14 Days to Get a Man
You know that movie-How to lose a guy in ten days-which if I had been the star would have been retitled how to lose a man in ten minutes-one of those romantic comedies similar to Somebody Like You, which initially after Eric left held great appeal for me because it suggested that even an emotional dyslexic like myself still despite major set backs had hope of finding someone who can put up them.

And five years later not so much.

I developed a theory in 1993-that break ups should be postponed until AFTER major holidays especially birthdays. And this is a theory that I am so attached to that I have suffered quite a bit in the name of supporting it. While I've been stood up on my birthday and dumped on New Year's Day and the day before Thanksgiving-I have stayed with men, sometimes for weeks, in order not to ruin holidays and birthdays.

And for anyone who thinks that isn't a sacrifice-imagine staying with a guy for three weeks-a guy I no longer loved-a guy who for two years couldn't tell me he loved me and couldn't admit that we were in a long term relationship all while I was living out of my backpack during graduate school-just because his birthday was coming up and he was going through a hard time. And even though you didn't want to touch him or hold his hand or even fucking sleep with him, you do in order to protect his feelings.

And so, yet again, not only do I find myself facing the gauntlet of holidays not to commit suicide by-christmas, new year's eve, and valentine's day, but also my birthday-sans a man.

I have 14 days.

If you know of any men who would up for it, please send an email subject line "Bunni's Birthday Boy."

(The big post is coming-I swear it.)

You're Going to Want to Stay Tuned
I have a hell of a post I'm workin' on. Seriously. It has everything-cults, sex, betrayal, international intrigue, torture, love, revenge...well I don't have any sword fighting, but you could always watch the Princess Bride after reading it and have the whole experience.

I digress.

But such posts take time people. And I'm exhausted after this week. (You'll understand why after the post.)

But I leave you with the news that there is in NYC actually a Dr. Quackenbush. I should know since I walked by his office a few days ago/

I can only hope he isn't a gynecologist.

Is this thing on?

Just In Time For Christmas: The Bad Bunni Boutique
I have finally made some of those t-shirts I'm always talking about. So now you can buy them and make the cat wear them because, well, it might not be safe to wear some of these out of the house. Incidentally, although I designed these shirts-I haven't bought any of them for myself-hint hint.

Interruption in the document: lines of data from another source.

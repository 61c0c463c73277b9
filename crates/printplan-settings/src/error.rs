//! Error types for the settings crate.
//!
//! This module provides structured error types for setting lookups,
//! settings file loading and scene description.

use std::io;
use thiserror::Error;

/// Errors that can occur during settings operations.
#[derive(Error, Debug)]
pub enum SettingsError {
    /// The settings file could not be loaded.
    #[error("Failed to load settings: {0}")]
    LoadError(String),

    /// A setting was requested but is not defined anywhere in the hierarchy.
    #[error("Missing setting '{0}'")]
    Missing(String),

    /// A setting value could not be parsed into the requested type.
    #[error("Invalid setting '{key}' = '{value}': {reason}")]
    InvalidValue {
        key: String,
        value: String,
        reason: String,
    },

    /// An extruder index that the scene does not define.
    #[error("Unknown extruder {0}")]
    UnknownExtruder(usize),

    /// The settings file format is not supported.
    #[error("Unsupported settings format: {0}")]
    UnsupportedFormat(String),

    /// I/O error during file operations.
    #[error("I/O error: {0}")]
    IoError(#[from] io::Error),

    /// JSON deserialization error.
    #[error("JSON error: {0}")]
    JsonError(#[from] serde_json::Error),

    /// TOML deserialization error.
    #[error("TOML error: {0}")]
    TomlError(#[from] toml::de::Error),
}

/// Result type alias for settings operations.
pub type SettingsResult<T> = Result<T, SettingsError>;
//! A set of segments rotated into the bridging frame

use printplan_core::{fuzzy_equal, Coord, Point2, PointMatrix, Polygon, Polyline, Shape};

use crate::segment::TransformedSegment;

/// Segments of shapes and lines, rotated by one matrix, with their overall vertical extent
///
/// An empty set has `min_y() > max_y()`.
#[derive(Debug, Clone)]
pub struct TransformedShape {
    matrix: PointMatrix,
    segments: Vec<TransformedSegment>,
    min_y: Coord,
    max_y: Coord,
}

impl TransformedShape {
    pub fn new(matrix: PointMatrix) -> Self {
        Self {
            matrix,
            segments: Vec::new(),
            min_y: Coord::MAX,
            max_y: Coord::MIN,
        }
    }

    /// Every edge of `shape`, horizontal ones included
    pub fn from_shape(shape: &Shape, matrix: PointMatrix) -> Self {
        let mut transformed = Self::new(matrix);
        transformed.add_shape(shape, false);
        transformed
    }

    /// Every edge of one polygon, horizontal ones included
    pub fn from_polygon(polygon: &Polygon, matrix: PointMatrix) -> Self {
        let mut transformed = Self::new(matrix);
        for (start, end) in polygon.segments() {
            transformed.add_segment(start, end, false);
        }
        transformed
    }

    pub fn segments(&self) -> &[TransformedSegment] {
        &self.segments
    }

    pub fn min_y(&self) -> Coord {
        self.min_y
    }

    pub fn max_y(&self) -> Coord {
        self.max_y
    }

    /// Rotate and store one segment
    ///
    /// With `filter_out_horizontal`, segments that end up (almost) horizontal
    /// in the rotated frame are dropped.
    pub fn add_segment(&mut self, start: Point2, end: Point2, filter_out_horizontal: bool) {
        let segment = TransformedSegment::from_matrix(start, end, &self.matrix);
        if filter_out_horizontal && fuzzy_equal(segment.min_y(), segment.max_y()) {
            return;
        }

        self.min_y = self.min_y.min(segment.min_y());
        self.max_y = self.max_y.max(segment.max_y());
        self.segments.push(segment);
    }

    pub fn add_shape(&mut self, shape: &Shape, filter_out_horizontal: bool) {
        for (start, end) in shape.segments() {
            self.add_segment(start, end, filter_out_horizontal);
        }
    }

    pub fn add_polyline(&mut self, polyline: &Polyline, filter_out_horizontal: bool) {
        for (start, end) in polyline.segments() {
            self.add_segment(start, end, filter_out_horizontal);
        }
    }
}
//! Expansion of bridges over infill so that every bridge line is anchored
//!
//! The area under a skin that bridges over sparse infill is widened until its
//! edges lie on the infill lines of the layer below. Work happens in a frame
//! where the expansion is horizontal: each edge of the area owns a horizontal
//! band, initially unbounded, which every infill line beside the edge may
//! narrow down to itself. What remains is, for each part of the edge, the
//! closest infill line on the expansion side.

use std::sync::Arc;

use printplan_core::{
    fuzzy_equal, sign, AngleDegrees, Point2, PointMatrix, Polygon, Polyline, PrintFeatureType, Shape,
    EPSILON,
};
use printplan_planner::{OperationPtr, SearchOrder};
use printplan_settings::MeshSettings;
use tracing::debug;

use crate::angle::bridge_over_infill_angle;
use crate::error::BridgeResult;
use crate::expansion_range::{ExpansionRange, SupportingSegment};
use crate::segment::{SegmentOverlappingType, TransformedSegment};
use crate::shape_ops::ShapeOps;
use crate::transformed_shape::TransformedShape;

/// Infill lines of `mesh` printed in `layer_plan`, in print order
///
/// Each continuous move sequence of an infill feature becomes one polyline
/// from its start position through every extrusion.
pub fn generated_infill_lines(layer_plan: &OperationPtr, mesh: &Arc<MeshSettings>) -> Vec<Polyline> {
    let is_mesh_infill = |operation: &OperationPtr| {
        operation.feature_info().is_some_and(|info| {
            info.feature_type == PrintFeatureType::Infill
                && info.mesh.as_ref().is_some_and(|own| Arc::ptr_eq(own, mesh))
        })
    };

    let mut lines = Vec::new();
    for feature in layer_plan.find_operations(&is_mesh_infill, SearchOrder::Forward, None) {
        for sequence in feature.find_operations(&OperationPtr::is_continuous_sequence, SearchOrder::Forward, None) {
            let Some(start) = sequence.find_start_position() else {
                continue;
            };
            let mut line = Polyline::new(vec![start.to_point2()]);
            for extrusion in sequence.operations_of(OperationPtr::is_extrusion_move) {
                if let Some(position) = extrusion.position() {
                    line.push(position.to_point2());
                }
            }
            if line.len() > 1 {
                lines.push(line);
            }
        }
    }
    lines
}

/// Split the band of `segment` into ranges, each supported by the closest line beside it
///
/// `segment_index` identifies `segment` within its polygon. Ranges are
/// returned bottom to top and cover the vertical extent of `segment`.
pub fn make_expanded_ranges(
    segment: &TransformedSegment,
    segment_index: usize,
    infill_lines_below: &[TransformedSegment],
    expand_direction: i8,
) -> Vec<ExpansionRange> {
    let mut ranges = vec![ExpansionRange::unprojected(segment.min_y(), segment.max_y(), segment_index)];

    for (line_index, infill_line) in infill_lines_below.iter().enumerate() {
        let Some(overlapping) = segment.calculate_overlapping(infill_line, expand_direction) else {
            continue;
        };
        let line_part = overlapping.other_overlapping_part;

        let mut new_ranges = Vec::with_capacity(ranges.len() + 2);
        let mut replacing: Option<ExpansionRange> = None;

        for range in &ranges {
            // Reverse direction: keep the lines closest to the segment
            let Some(range_overlapping) = range.calculate_overlapping(&line_part, -expand_direction) else {
                commit_replacing_range(&mut replacing, &mut new_ranges);
                new_ranges.push(range.clone());
                continue;
            };
            let covered = range_overlapping.other_overlapping_part;
            let overlap_type = range_overlapping.overlap_type;

            if !matches!(overlap_type, SegmentOverlappingType::Bottom | SegmentOverlappingType::Full) {
                commit_replacing_range(&mut replacing, &mut new_ranges);
                let mut below = range.clone();
                below.crop_top(covered.min_y());
                if below.is_valid() {
                    new_ranges.push(below);
                }
            }

            if let Some(in_progress) = replacing.as_mut() {
                in_progress.set_projected_end(covered.end());
            } else {
                replacing = Some(ExpansionRange::projected(covered, line_index));
            }

            if !matches!(overlap_type, SegmentOverlappingType::Top | SegmentOverlappingType::Full) {
                commit_replacing_range(&mut replacing, &mut new_ranges);
                let mut above = range.clone();
                above.crop_bottom(covered.max_y());
                if above.is_valid() {
                    new_ranges.push(above);
                }
            }
        }

        commit_replacing_range(&mut replacing, &mut new_ranges);
        if !new_ranges.is_empty() {
            ranges = new_ranges;
        }
    }

    ranges
}

fn commit_replacing_range(replacing: &mut Option<ExpansionRange>, ranges: &mut Vec<ExpansionRange>) {
    if let Some(range) = replacing.take() {
        if range.is_valid() {
            ranges.push(range);
        }
    }
}

/// Segments an expanded polygon is built from, and the infill lines it may lean on
pub struct ExpansionFrame<'a> {
    pub polygon_segments: &'a [TransformedSegment],
    pub infill_lines_below: &'a [TransformedSegment],
}

impl ExpansionFrame<'_> {
    fn supporting_line(&self, supporting: SupportingSegment) -> Option<&TransformedSegment> {
        match supporting {
            SupportingSegment::Expanded(index) => self.polygon_segments.get(index),
            SupportingSegment::InfillLine(index) => self.infill_lines_below.get(index),
        }
    }

    /// Append the outline of the expansion of polygon segment `segment_index`
    ///
    /// Points are only added where the supporting line changes; `current`
    /// carries the supporting line from one segment to the next.
    pub fn expand_segment(
        &self,
        segment_index: usize,
        expanded_polygon: &mut Polygon,
        current: &mut Option<SupportingSegment>,
    ) {
        let Some(segment) = self.polygon_segments.get(segment_index) else {
            return;
        };
        // Horizontal edges are covered by expanding their neighbours
        if fuzzy_equal(segment.min_y(), segment.max_y()) {
            return;
        }

        let expand_direction = sign(segment.end().y - segment.start().y);
        let mut ranges = make_expanded_ranges(segment, segment_index, self.infill_lines_below, expand_direction);
        if expand_direction < 0 {
            ranges.reverse();
        }

        self.update_expanded_polygon(segment, &ranges, expand_direction, expanded_polygon, current);
    }

    fn update_expanded_polygon(
        &self,
        segment: &TransformedSegment,
        ranges: &[ExpansionRange],
        expand_direction: i8,
        expanded_polygon: &mut Polygon,
        current: &mut Option<SupportingSegment>,
    ) {
        for range in ranges {
            let supporting = range.supporting_segment();
            if *current == Some(supporting) {
                continue;
            }

            let next_start = match range.projected_segment() {
                Some(projected) if expand_direction > 0 => projected.start(),
                Some(projected) => projected.end(),
                None => {
                    let switch_y = if expand_direction > 0 { range.min_y() } else { range.max_y() };
                    Point2::new(segment.x_at(switch_y), switch_y)
                }
            };

            match current.and_then(|previous| self.supporting_line(previous)) {
                None => {
                    let first = if range.is_projected() { next_start } else { segment.start() };
                    expanded_polygon.push(first);
                }
                Some(previous_line) => {
                    // Close the anchoring on the previous line, then start on the new one
                    expanded_polygon.push_if_forming_segment(Point2::new(previous_line.x_at(next_start.y), next_start.y));
                    expanded_polygon.push_if_forming_segment(next_start);
                }
            }

            *current = Some(supporting);
        }
    }

    /// Finish the anchoring on the last supporting line, level with the first point
    pub fn close_expanded_polygon(&self, expanded_polygon: &mut Polygon, current: Option<SupportingSegment>) {
        let Some(first) = expanded_polygon.points.first().copied() else {
            return;
        };
        let Some(last_line) = current.and_then(|supporting| self.supporting_line(supporting)) else {
            return;
        };

        let closing = Point2::new(last_line.x_at(first.y), first.y);
        if closing != first {
            expanded_polygon.push_if_forming_segment(closing);
        }
    }
}

/// Widen the area under a skin so that bridges over infill end on infill lines
///
/// `infill_contour` is the infill area of the layer below; the infill lines
/// are read from `layer_plan_below`. Returns the expanded area, clipped to
/// the contour, and the bridge angle. Layer 0 and empty areas give an empty
/// shape and a zero angle.
pub fn make_bridge_over_infill_printable(
    infill_contour: &Shape,
    infill_below_skin_area: &Shape,
    mesh: &Arc<MeshSettings>,
    layer_plan_below: Option<&OperationPtr>,
    layer_nr: usize,
    shape_ops: &dyn ShapeOps,
) -> BridgeResult<(Shape, AngleDegrees)> {
    if layer_nr == 0 || infill_below_skin_area.is_empty() {
        return Ok((Shape::default(), AngleDegrees::default()));
    }

    let bridge_angle = bridge_over_infill_angle(mesh, layer_nr)?;
    let matrix = PointMatrix::from_angle(bridge_angle + 90.0);

    let mut infill_lines_below = TransformedShape::new(matrix);
    if let Some(layer_plan) = layer_plan_below {
        for line in generated_infill_lines(layer_plan, mesh) {
            infill_lines_below.add_polyline(&line, true);
        }
    }
    infill_lines_below.add_shape(infill_contour, true);
    debug!(
        "Expanding bridge over {} infill segment(s) on layer {}",
        infill_lines_below.segments().len(),
        layer_nr
    );

    let mut expanded = Shape::default();
    for polygon in infill_below_skin_area {
        let transformed = TransformedShape::from_polygon(polygon, matrix);
        let frame = ExpansionFrame {
            polygon_segments: transformed.segments(),
            infill_lines_below: infill_lines_below.segments(),
        };

        let mut expanded_polygon = Polygon::default();
        let mut current = None;
        for segment_index in 0..frame.polygon_segments.len() {
            frame.expand_segment(segment_index, &mut expanded_polygon, &mut current);
        }
        frame.close_expanded_polygon(&mut expanded_polygon, current);
        expanded.push(expanded_polygon);
    }
    expanded.apply_matrix(&matrix.inverse());

    // Morphological closing removes slivers between overlapping expansions
    let closed = shape_ops.offset(&shape_ops.offset(&expanded, EPSILON), -EPSILON);
    Ok((shape_ops.intersection(&closed, infill_contour), bridge_angle))
}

Claire....that's a fat girl's name
Totally exhausted, anything I might blog would be whiny dperessive self indulgent ridiculousness. Have to go home and grade like a rat bastard. But this weekend I was able to introduce Mere Lapin to the show Six Feet Under. My favorite character was, predictably, Claire who offered this piece of optimism while her character was in high school:

Isn't it reassuring that being miserable isn't as bad as being a moron?